Africa Digital Rights Perspectives

From TCU Wiki

RSVP: https://digitalrights.formstack.com/forms/perspectivesfromthesouth

Africa Digital Rights perspectives with Mardiya Siba Yahaya

In this session we will talk about digital rights in Africa, its perspectives and cases during 2022-2023. The main topics will be:

  • Engaging with ‘silent’ communities: a reflection of a community manager.
  • Connecting emerging trends in Africa; beyond the buzzwords of data governance and AI to the current realities on ground.
  • What we want as a community: imagining a self-sustaining and resilient community of digital justice practitioners and designers.

Speaker:

Mardiya Siba Yahaya is our Africa Community Lead at Team CommUNITY. She is a researcher and community movement builder whose work investigates the implications of technology-based surveillance within datafied societies and states, on the lives and bodies minoritized communities.

Notes & Resources

Presentation & Resources

Presentation

We will upload the slides soon!

Resources

Q&A Section

Could you share a bit more on surveillance measures the community is experiencing when it comes to messaging/communication? Also, is there something you would like to see coming from the messaging space?

There is a lot of anxiety regarding this issue. Having my SIM card and ID linked is making people get arrested, becase the government can access the social media platform/teleco companies and ask for data and it is a fluid relationship.

We focus on social media platform but we don't pay enough attention to telecommunication companies in Africa and its relationship with government. There is so much information telecos have and forms of surveillance, we have tons of cases.

Thinking about interdisciplinary collaborations, a few of us are starting to put together a remote research group through TCU Mattermost - to try and develop a research agenda in ways that can best serve the digital rights community, maybe creating projects for students and taking forward research priorities from the regional briefs. What would your advice be?

It would be a really great idea to have remote research group facilitated by experienced researchers from the community and picking out certain research topic and developing it. A lot fo people want to understand how to get in the space. And how you get that experience. This type of groups is great of this.
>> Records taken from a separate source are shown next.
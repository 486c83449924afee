//! §4.C directory parser and §4.D directory store, grounded in
//! `routers.c`'s `router_get_dir_from_string_impl`,
//! `router_get_list_from_string_impl`, `router_resolve_directory`, and
//! `router_pick_directory_server`.

use std::path::Path;

use crate::config::Configuration;
use crate::crypto::PublicKey;
use crate::dns;
use crate::error::{Error, ErrorKind};
use crate::router_info::RouterInfo;
use crate::token::{Scanner, Token};

/// Cap on routers kept from a single directory (§4.C, §9 Open Question 1).
const MAX_ROUTERS: usize = 1024;

/// A signed directory: publication time, recommended-versions list, and the
/// router descriptors it carries, in source order.
#[derive(Debug, Clone)]
pub struct Directory {
    pub routers: Vec<RouterInfo>,
    pub software_versions: Option<String>,
    pub published_on: i64,
}

fn expect_keyword(tok: Token, expected: &str) -> Result<Vec<String>, Error> {
    match tok {
        Token::Keyword { name, args } if name == expected => Ok(args),
        Token::Keyword { name, .. } => {
            Err(ErrorKind::Syntax(format!("expected '{expected}', found '{name}'")).into())
        }
        Token::PublicKey(_) => {
            Err(ErrorKind::Syntax(format!("expected '{expected}', found a public key")).into())
        }
        Token::Signature(_) => {
            Err(ErrorKind::Syntax(format!("expected '{expected}', found a signature")).into())
        }
        Token::Eof => Err(ErrorKind::Syntax(format!("expected '{expected}', found EOF")).into()),
        Token::Error(reason) => Err(ErrorKind::Syntax(reason).into()),
    }
}

fn parse_utc_datetime(date: &str, time: &str) -> Result<i64, Error> {
    let combined = format!("{date} {time}");
    Ok(chrono::NaiveDateTime::parse_from_str(&combined, "%Y-%m-%d %H:%M:%S")?.timestamp())
}

/// Parses a full signed directory. If `authority_key` is supplied, the
/// directory-wide signature is verified against it. Returns the directory
/// plus the number of router blocks dropped past [`MAX_ROUTERS`].
pub fn parse(input: &str, authority_key: Option<&PublicKey>) -> Result<(Directory, usize), Error> {
    let mut scanner = Scanner::new(input);
    let start = scanner.pos();

    expect_keyword(scanner.next_token(), "signed-directory")?;

    let published_args = expect_keyword(scanner.next_token(), "published")?;
    if published_args.len() != 2 {
        return Err(ErrorKind::Syntax("'published' line wants 2 arguments".into()).into());
    }
    let published_on = parse_utc_datetime(&published_args[0], &published_args[1])?;

    let software_args = expect_keyword(scanner.next_token(), "recommended-software")?;
    let software_versions = software_args.first().cloned();

    let running_args = expect_keyword(scanner.next_token(), "running-routers")?;
    let running: Vec<String> = running_args.iter().map(|n| n.to_lowercase()).collect();

    let mut routers = Vec::new();
    let mut dropped = 0usize;
    loop {
        let mark = scanner.pos();
        match scanner.next_token() {
            Token::Keyword { name, .. } if name == "router" => {
                scanner.reset(mark);
                let mut router = RouterInfo::parse(&mut scanner)?;
                router.is_running = running.contains(&router.nickname.to_lowercase());
                if routers.len() < MAX_ROUTERS {
                    routers.push(router);
                } else {
                    dropped += 1;
                    tracing::warn!(
                        "dropping router {:?}: directory exceeds {} routers",
                        router.nickname,
                        MAX_ROUTERS
                    );
                }
            }
            _ => {
                scanner.reset(mark);
                break;
            }
        }
    }

    expect_keyword(scanner.next_token(), "directory-signature")?;
    let end = scanner.pos();
    let digest = crate::crypto::sha1_digest(scanner.slice(start, end).as_bytes());

    let sig = match scanner.next_token() {
        Token::Signature(sig) => sig,
        Token::Error(reason) => return Err(ErrorKind::Crypto(reason).into()),
        _ => return Err(ErrorKind::Syntax("expected a signature block".into()).into()),
    };

    if let Some(key) = authority_key {
        if !key.verify(&digest, &sig) {
            return Err(ErrorKind::Crypto("directory signature does not verify".into()).into());
        }
    }

    match scanner.next_token() {
        Token::Eof => {}
        _ => return Err(ErrorKind::Syntax("trailing data after directory-signature".into()).into()),
    }

    Ok((
        Directory {
            routers,
            software_versions,
            published_on,
        },
        dropped,
    ))
}

/// Loads a directory document from disk and parses it, as
/// `router_get_list_from_file` does: read the whole file, then hand the
/// contents to [`parse`]. A missing or unreadable file surfaces as
/// [`Error::Io`] rather than a parse error.
pub fn parse_from_file(path: &Path, authority_key: Option<&PublicKey>) -> Result<(Directory, usize), Error> {
    let text = std::fs::read_to_string(path)?;
    parse(&text, authority_key)
}

/// Checks the running version against a directory's `recommended-software`
/// CSV (exact, comma-separated token match — `compare_recommended_versions`
/// in the original). Returns an error when the version is unrecognized and
/// `config.ignore_version` is false; the caller decides whether that error
/// is fatal.
pub fn check_recommended_version(directory: &Directory, config: &Configuration) -> Result<(), Error> {
    let Some(csv) = &directory.software_versions else {
        return Ok(());
    };
    let recommended = csv.split(',').any(|v| v.trim() == crate::RELAY_VERSION);
    if recommended {
        return Ok(());
    }
    tracing::warn!(
        "running version {:?} is not in the recommended-software list {:?}",
        crate::RELAY_VERSION,
        csv
    );
    if config.ignore_version {
        Ok(())
    } else {
        Err(ErrorKind::Semantic(format!(
            "version {:?} is not recommended and IgnoreVersion is false",
            crate::RELAY_VERSION
        ))
        .into())
    }
}

/// The single process-wide slot holding the current [`Directory`] plus the
/// derived lookups of §4.D. Modeled as an explicit owned object rather than
/// a true global, per the design note on global mutable state.
#[derive(Debug, Default)]
pub struct DirectoryStore {
    current: Option<Directory>,
}

impl DirectoryStore {
    pub fn new() -> Self {
        DirectoryStore { current: None }
    }

    /// Installs a freshly parsed directory, replacing (and freeing) any
    /// previous one.
    pub fn install(&mut self, directory: Directory) {
        self.current = Some(directory);
    }

    pub fn current(&self) -> Option<&Directory> {
        self.current.as_ref()
    }

    /// Read-only iteration over the current directory's routers, for
    /// collaborators that drive per-router work (connection retry, descriptor
    /// upload) this crate does not itself perform. Empty if no directory has
    /// been installed.
    pub fn routers(&self) -> impl Iterator<Item = &RouterInfo> {
        self.current.iter().flat_map(|d| d.routers.iter())
    }

    pub fn get_by_addr_port(&self, addr: u32, port: u16) -> Option<&RouterInfo> {
        self.current
            .as_ref()?
            .routers
            .iter()
            .find(|r| r.addr == addr && r.or_port == port)
    }

    pub fn get_by_link_pk(&self, pk: &PublicKey) -> Option<&RouterInfo> {
        self.current
            .as_ref()?
            .routers
            .iter()
            .find(|r| r.link_pkey.key_eq(pk))
    }

    pub fn get_by_nickname(&self, name: &str) -> Option<&RouterInfo> {
        self.current
            .as_ref()?
            .routers
            .iter()
            .find(|r| r.nickname == name)
    }

    /// No-op if `nickname` is unknown.
    pub fn mark_down(&mut self, nickname: &str) {
        if let Some(directory) = self.current.as_mut() {
            if let Some(r) = directory.routers.iter_mut().find(|r| r.nickname == nickname) {
                r.is_running = false;
            }
        }
    }

    /// Returns the first running directory server; if all are down,
    /// resurrects every directory-capable router and returns the last one,
    /// guaranteeing eventual progress (§8 scenario 3).
    pub fn pick_directory_server(&mut self) -> Option<&RouterInfo> {
        let directory = self.current.as_mut()?;
        if let Some(idx) = directory
            .routers
            .iter()
            .position(|r| r.dir_port > 0 && r.is_running)
        {
            return directory.routers.get(idx);
        }

        let mut last_idx = None;
        for (i, r) in directory.routers.iter_mut().enumerate() {
            if r.dir_port > 0 {
                r.is_running = true;
                last_idx = Some(i);
            }
        }
        last_idx.and_then(|i| directory.routers.get(i))
    }

    /// Resolves every router's `address` to an IPv4 address, dropping
    /// routers that fail to resolve or whose nickname matches
    /// `self_nickname` (self-exclusion). Drops by swap-remove, so order is
    /// not preserved. Returns the number of routers dropped.
    pub fn resolve_all(&mut self, self_nickname: &str) -> usize {
        let Some(directory) = self.current.as_mut() else {
            return 0;
        };
        let mut dropped = 0;
        let mut i = 0;
        while i < directory.routers.len() {
            let is_self = directory.routers[i].nickname == self_nickname;
            let resolved = if is_self {
                None
            } else {
                dns::resolve_ipv4(&directory.routers[i].address).ok()
            };
            match resolved {
                Some(addr) => {
                    directory.routers[i].addr = addr;
                    i += 1;
                }
                None => {
                    tracing::debug!(
                        "dropping router {:?}: unresolvable or self",
                        directory.routers[i].nickname
                    );
                    directory.routers.swap_remove(i);
                    dropped += 1;
                }
            }
        }
        dropped
    }
}

#[cfg(test)]
mod tests {
    use super::*;
    use crate::test_support::{generate_keypair, sign_descriptor};

    fn router_block(nickname: &str, dir_port: u16) -> (String, crate::crypto::PrivateKey) {
        let identity = generate_keypair();
        let onion = generate_keypair();
        let link = generate_keypair();
        let body = format!(
            "router {nickname} 198.51.100.7 9001 0 {dir_port} 1000000\n\
             published 2024-01-01 00:00:00\n\
             onion-key\n{}\
             link-key\n{}\
             signing-key\n{}\
             router-signature\n",
            onion.to_public_key().to_pem().unwrap(),
            link.to_public_key().to_pem().unwrap(),
            identity.to_public_key().to_pem().unwrap(),
        );
        (sign_descriptor(&body, &identity), identity)
    }

    fn sample_directory(nicknames_and_dirports: &[(&str, u16)], running: &str) -> String {
        let mut text = String::from("signed-directory\npublished 2024-01-01 00:00:00\nrecommended-software 0.0.1,0.0.2\n");
        text.push_str(&format!("running-routers {running}\n"));
        for (nick, dp) in nicknames_and_dirports {
            let (block, _) = router_block(nick, *dp);
            text.push_str(&block);
        }
        text.push_str("directory-signature\n");
        let sig_dummy = base64::encode([0u8; 128]);
        text.push_str(&format!(
            "-----BEGIN SIGNATURE-----\n{sig_dummy}\n-----END SIGNATURE-----\n"
        ));
        text
    }

    #[test]
    fn running_routers_filter_marks_liveness() {
        let text = sample_directory(&[("r1", 0), ("r2", 0), ("r3", 0)], "r1 r3");
        let (directory, dropped) = parse(&text, None).expect("should parse");
        assert_eq!(dropped, 0);
        assert_eq!(directory.routers.len(), 3);
        let by_name = |n: &str| directory.routers.iter().find(|r| r.nickname == n).unwrap();
        assert!(by_name("r1").is_running);
        assert!(!by_name("r2").is_running);
        assert!(by_name("r3").is_running);
    }

    #[test]
    fn pick_directory_server_resurrects_when_all_down() {
        let text = sample_directory(&[("r1", 9030), ("r2", 9030)], "");
        let (directory, _) = parse(&text, None).expect("should parse");
        let mut store = DirectoryStore::new();
        store.install(directory);
        let picked = store.pick_directory_server().expect("should resurrect and pick one");
        assert_eq!(picked.nickname, "r2");
        assert!(store.current().unwrap().routers.iter().all(|r| r.is_running));
    }

    #[test]
    fn mark_down_unknown_nickname_is_noop() {
        let text = sample_directory(&[("r1", 0)], "r1");
        let (directory, _) = parse(&text, None).expect("should parse");
        let mut store = DirectoryStore::new();
        store.install(directory);
        store.mark_down("does-not-exist");
        assert!(store.get_by_nickname("r1").unwrap().is_running);
    }

    #[test]
    fn routers_iterates_current_directory_and_is_empty_when_unset() {
        let store = DirectoryStore::new();
        assert_eq!(store.routers().count(), 0);

        let text = sample_directory(&[("r1", 0), ("r2", 0)], "r1 r2");
        let (directory, _) = parse(&text, None).expect("should parse");
        let mut store = DirectoryStore::new();
        store.install(directory);
        let names: Vec<&str> = store.routers().map(|r| r.nickname.as_str()).collect();
        assert_eq!(names, vec!["r1", "r2"]);
    }

    #[test]
    fn parse_from_file_reads_and_parses() {
        let text = sample_directory(&[("r1", 0)], "r1");
        let path = std::env::temp_dir().join(format!("tordir-test-{}.txt", std::process::id()));
        std::fs::write(&path, &text).expect("should write temp file");
        let (directory, _) = parse_from_file(&path, None).expect("should parse from file");
        std::fs::remove_file(&path).ok();
        assert_eq!(directory.routers.len(), 1);
        assert_eq!(directory.routers[0].nickname, "r1");
    }

    #[test]
    fn parse_from_file_surfaces_io_error_for_missing_file() {
        let path = std::env::temp_dir().join("tordir-test-does-not-exist.txt");
        assert!(matches!(parse_from_file(&path, None), Err(Error::Io(_))));
    }

    #[test]
    fn version_mismatch_respects_ignore_flag() {
        // sample_directory's recommended-software CSV never names this
        // crate's actual version, so this always exercises the mismatch path.
        let text = sample_directory(&[], "");
        let (directory, _) = parse(&text, None).expect("should parse");
        let mut config = Configuration {
            ignore_version: false,
            ..Configuration::default()
        };
        assert!(check_recommended_version(&directory, &config).is_err());
        config.ignore_version = true;
        assert!(check_recommended_version(&directory, &config).is_ok());
    }
}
How do you see the next 10 years?

I want to have hope. I want to see more people within Africa create projects with the different resources and principles that the space has. Developing projects and products that solve actual problems in the community. Not just the technical aspect but advicing, collaborating.

I hope in the next 10 years we are not worried by the same things we are worried today. Address and advocate and push for fixing these things.

What do you think about how in different spaces the regional divisions in what we operate (North Africa is more connected to Middle East areas) vs other new approaches more Pan-African?

Language wise, we have one perspective. A good approach would be saying "Africa" and applying this language divisions but my geopolitical vision and education makes right now difficult to design in my head an alternative to the regional divisions. It is so important to understand the cultures of each area, and sadly, political narratives ahve shaped our cosmo-vision.

You mentioned that there are maybe too many lawyers in the Africa digital rights space, what other perspectives or frames would be missing?

We need more social scientists. These issues are mostly social and it would be so much easier to solve them from a social scientist perspective and not law/policy perspective, because they are a lot of times discriminating because they are far from the human experience.

We need more creative people, it affects on how we do produce work. Creativity is needed.

Psychologists too, we need spaces to process all the things we are living. A lot of profiles need to come together.

Do you resonate with the other Community Leads?

Yes. A lot of the regions are having conversations about labor rights or advocating for fair geek economy workers.

The same type of violence is mirrored and the same people who suffer it. Repressive laws, shutdowns, conflicts, oppression, human right defenders targeting, hacking cases... these all play around the regions.

The same with surveillance, Latin America and India share commonalities with loan apps and its threats.

With the regional briefs, it easy for us to map out how this things are similar and learn from each other to prevent/defend from them.